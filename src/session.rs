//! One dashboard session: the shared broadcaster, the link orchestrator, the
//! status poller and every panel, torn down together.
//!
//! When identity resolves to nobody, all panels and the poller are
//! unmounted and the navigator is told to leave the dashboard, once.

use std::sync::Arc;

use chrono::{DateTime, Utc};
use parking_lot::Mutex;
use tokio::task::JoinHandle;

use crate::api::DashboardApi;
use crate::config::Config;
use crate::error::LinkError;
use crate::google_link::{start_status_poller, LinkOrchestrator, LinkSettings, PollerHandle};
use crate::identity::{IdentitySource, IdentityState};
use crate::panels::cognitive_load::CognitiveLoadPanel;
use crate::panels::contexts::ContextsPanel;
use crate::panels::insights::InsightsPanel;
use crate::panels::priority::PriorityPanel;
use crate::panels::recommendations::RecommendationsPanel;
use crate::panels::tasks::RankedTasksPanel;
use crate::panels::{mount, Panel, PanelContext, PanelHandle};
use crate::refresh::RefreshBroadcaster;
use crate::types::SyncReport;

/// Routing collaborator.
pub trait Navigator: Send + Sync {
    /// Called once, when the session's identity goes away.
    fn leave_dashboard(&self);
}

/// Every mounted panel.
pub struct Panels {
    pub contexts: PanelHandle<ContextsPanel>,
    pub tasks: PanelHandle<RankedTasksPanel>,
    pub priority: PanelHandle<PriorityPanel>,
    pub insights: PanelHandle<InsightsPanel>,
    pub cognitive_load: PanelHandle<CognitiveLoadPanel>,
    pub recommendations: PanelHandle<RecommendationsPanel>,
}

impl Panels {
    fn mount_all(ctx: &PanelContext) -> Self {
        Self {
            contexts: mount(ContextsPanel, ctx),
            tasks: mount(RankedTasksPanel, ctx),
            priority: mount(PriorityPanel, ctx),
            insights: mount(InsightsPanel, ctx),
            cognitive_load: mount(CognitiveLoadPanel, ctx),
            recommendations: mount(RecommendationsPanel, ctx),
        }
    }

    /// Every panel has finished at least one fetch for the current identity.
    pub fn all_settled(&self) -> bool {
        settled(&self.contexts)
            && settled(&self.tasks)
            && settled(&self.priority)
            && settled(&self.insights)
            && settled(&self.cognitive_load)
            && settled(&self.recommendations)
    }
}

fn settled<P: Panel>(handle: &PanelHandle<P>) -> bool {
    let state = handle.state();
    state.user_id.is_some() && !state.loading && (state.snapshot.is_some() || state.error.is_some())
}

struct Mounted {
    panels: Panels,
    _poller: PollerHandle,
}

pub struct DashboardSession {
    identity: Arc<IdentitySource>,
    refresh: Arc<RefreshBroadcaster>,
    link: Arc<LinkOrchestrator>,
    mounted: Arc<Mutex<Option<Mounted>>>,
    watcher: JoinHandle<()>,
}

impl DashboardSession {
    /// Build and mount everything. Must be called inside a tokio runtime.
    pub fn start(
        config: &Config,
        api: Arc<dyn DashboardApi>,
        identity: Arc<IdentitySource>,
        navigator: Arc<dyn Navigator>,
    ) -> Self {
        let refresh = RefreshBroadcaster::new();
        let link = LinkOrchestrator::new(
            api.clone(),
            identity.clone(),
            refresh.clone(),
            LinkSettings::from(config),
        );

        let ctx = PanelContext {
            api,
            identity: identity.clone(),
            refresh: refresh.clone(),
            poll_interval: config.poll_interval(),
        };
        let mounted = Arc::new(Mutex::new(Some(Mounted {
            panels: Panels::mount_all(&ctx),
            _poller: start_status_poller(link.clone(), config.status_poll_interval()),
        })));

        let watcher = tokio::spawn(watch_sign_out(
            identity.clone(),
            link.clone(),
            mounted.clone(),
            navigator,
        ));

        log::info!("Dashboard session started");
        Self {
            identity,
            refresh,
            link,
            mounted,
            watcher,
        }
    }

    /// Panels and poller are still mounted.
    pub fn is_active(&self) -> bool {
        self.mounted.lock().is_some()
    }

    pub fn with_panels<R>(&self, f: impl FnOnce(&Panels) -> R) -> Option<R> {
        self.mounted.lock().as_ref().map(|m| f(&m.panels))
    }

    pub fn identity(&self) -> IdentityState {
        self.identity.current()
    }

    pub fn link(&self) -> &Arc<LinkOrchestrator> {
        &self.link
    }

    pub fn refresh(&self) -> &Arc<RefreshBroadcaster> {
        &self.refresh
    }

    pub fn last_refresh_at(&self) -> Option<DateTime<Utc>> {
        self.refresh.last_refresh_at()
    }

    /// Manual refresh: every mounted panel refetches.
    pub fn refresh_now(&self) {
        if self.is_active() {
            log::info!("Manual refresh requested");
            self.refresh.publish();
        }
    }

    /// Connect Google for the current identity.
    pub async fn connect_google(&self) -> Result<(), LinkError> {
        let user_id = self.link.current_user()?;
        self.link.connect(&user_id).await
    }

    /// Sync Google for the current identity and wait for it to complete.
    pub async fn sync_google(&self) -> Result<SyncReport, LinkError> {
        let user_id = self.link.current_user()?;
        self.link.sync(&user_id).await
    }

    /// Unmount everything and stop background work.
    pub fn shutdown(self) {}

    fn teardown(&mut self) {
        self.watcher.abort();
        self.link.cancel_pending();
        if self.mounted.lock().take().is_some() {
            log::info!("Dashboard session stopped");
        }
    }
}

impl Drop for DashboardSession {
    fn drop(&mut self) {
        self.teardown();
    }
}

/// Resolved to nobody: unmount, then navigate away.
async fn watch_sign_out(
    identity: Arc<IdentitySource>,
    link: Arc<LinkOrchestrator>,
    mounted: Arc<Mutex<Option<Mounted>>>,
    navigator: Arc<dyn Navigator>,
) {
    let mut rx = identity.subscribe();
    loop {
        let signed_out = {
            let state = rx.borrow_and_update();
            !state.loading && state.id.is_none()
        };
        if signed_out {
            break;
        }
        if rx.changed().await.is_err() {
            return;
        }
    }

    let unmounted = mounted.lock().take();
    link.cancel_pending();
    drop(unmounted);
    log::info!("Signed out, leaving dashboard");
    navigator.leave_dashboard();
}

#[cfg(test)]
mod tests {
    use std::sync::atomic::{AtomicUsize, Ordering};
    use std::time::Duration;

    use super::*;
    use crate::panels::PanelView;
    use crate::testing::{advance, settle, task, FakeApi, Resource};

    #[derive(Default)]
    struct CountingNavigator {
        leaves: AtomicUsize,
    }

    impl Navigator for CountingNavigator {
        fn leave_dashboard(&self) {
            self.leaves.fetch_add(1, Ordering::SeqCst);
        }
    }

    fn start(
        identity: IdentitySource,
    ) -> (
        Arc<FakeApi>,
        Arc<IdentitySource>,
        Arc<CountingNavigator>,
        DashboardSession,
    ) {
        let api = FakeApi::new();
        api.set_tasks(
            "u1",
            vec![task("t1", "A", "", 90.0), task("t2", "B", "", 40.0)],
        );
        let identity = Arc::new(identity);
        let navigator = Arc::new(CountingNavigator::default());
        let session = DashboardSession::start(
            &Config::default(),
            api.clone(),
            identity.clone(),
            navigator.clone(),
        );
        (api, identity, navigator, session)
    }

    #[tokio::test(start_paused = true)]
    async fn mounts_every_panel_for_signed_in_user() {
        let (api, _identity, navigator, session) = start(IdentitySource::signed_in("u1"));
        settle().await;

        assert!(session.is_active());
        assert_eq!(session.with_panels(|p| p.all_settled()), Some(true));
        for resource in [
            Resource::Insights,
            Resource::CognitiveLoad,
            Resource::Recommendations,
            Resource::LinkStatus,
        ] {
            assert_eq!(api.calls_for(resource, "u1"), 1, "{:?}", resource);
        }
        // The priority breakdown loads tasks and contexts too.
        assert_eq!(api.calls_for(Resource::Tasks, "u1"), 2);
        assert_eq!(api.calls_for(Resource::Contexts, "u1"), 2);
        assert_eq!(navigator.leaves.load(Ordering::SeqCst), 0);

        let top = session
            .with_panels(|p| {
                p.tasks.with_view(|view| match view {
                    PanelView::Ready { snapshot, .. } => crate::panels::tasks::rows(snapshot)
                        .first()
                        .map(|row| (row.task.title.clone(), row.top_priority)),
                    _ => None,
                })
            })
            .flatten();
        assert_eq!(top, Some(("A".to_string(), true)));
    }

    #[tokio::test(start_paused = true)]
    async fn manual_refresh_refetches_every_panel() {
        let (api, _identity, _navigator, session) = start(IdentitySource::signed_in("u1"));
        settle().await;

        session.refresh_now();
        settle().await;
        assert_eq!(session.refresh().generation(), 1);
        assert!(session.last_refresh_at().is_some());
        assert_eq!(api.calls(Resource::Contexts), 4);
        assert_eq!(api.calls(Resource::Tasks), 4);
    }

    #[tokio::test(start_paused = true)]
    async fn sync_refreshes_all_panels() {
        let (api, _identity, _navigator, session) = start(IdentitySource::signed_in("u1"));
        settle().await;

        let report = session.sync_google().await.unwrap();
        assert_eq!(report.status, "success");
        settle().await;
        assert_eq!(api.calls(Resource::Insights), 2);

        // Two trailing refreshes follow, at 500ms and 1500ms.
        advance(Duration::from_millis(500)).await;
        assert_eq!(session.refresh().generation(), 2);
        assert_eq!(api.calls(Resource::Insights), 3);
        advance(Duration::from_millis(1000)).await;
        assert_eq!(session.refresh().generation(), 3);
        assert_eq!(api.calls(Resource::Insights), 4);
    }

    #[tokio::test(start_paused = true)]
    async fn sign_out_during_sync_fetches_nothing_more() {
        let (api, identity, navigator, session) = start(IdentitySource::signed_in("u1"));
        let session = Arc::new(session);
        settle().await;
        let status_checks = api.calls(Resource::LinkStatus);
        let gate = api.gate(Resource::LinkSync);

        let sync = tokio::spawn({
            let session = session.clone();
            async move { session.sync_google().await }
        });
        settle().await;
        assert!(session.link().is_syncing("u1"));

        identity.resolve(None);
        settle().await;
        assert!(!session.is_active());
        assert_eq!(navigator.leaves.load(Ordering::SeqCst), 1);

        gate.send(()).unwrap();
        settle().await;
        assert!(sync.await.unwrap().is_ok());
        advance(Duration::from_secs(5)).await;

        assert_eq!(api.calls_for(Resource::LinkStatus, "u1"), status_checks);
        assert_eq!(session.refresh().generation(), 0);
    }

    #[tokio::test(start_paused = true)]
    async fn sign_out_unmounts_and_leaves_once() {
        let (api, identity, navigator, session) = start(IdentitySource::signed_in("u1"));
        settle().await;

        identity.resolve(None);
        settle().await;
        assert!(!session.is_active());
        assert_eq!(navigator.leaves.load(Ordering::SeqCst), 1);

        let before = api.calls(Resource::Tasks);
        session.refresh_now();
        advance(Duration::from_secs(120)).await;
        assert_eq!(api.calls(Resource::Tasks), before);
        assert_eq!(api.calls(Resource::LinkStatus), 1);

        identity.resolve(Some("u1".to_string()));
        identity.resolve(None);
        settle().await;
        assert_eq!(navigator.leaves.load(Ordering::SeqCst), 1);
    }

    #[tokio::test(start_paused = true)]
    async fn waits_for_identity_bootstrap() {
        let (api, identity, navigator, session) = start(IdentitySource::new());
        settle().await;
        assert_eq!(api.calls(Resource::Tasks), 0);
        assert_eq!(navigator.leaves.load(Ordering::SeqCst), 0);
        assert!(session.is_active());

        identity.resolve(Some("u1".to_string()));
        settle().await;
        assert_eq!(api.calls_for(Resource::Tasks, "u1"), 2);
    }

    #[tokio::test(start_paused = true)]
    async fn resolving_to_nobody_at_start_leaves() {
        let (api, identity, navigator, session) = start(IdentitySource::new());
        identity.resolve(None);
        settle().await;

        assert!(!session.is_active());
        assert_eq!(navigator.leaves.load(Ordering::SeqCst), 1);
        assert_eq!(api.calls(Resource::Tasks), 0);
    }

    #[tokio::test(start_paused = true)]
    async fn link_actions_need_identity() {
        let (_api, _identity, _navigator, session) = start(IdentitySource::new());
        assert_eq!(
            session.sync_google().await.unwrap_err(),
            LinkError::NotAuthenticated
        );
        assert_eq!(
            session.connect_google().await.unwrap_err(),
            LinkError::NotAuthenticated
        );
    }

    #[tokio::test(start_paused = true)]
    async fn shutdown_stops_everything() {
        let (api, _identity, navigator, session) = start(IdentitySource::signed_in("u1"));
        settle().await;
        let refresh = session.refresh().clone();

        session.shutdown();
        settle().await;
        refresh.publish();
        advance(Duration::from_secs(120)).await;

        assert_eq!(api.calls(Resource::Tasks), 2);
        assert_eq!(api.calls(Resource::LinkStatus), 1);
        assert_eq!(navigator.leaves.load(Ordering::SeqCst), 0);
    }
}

------------------------------------------------------------------------

Exercise brief >> Among the lines above, find each one containing the string "InsightsPanel" and copy it.

Answer for this exercise >>
use crate::panels::insights::InsightsPanel;
    pub insights: PanelHandle<InsightsPanel>,
            insights: mount(InsightsPanel, ctx),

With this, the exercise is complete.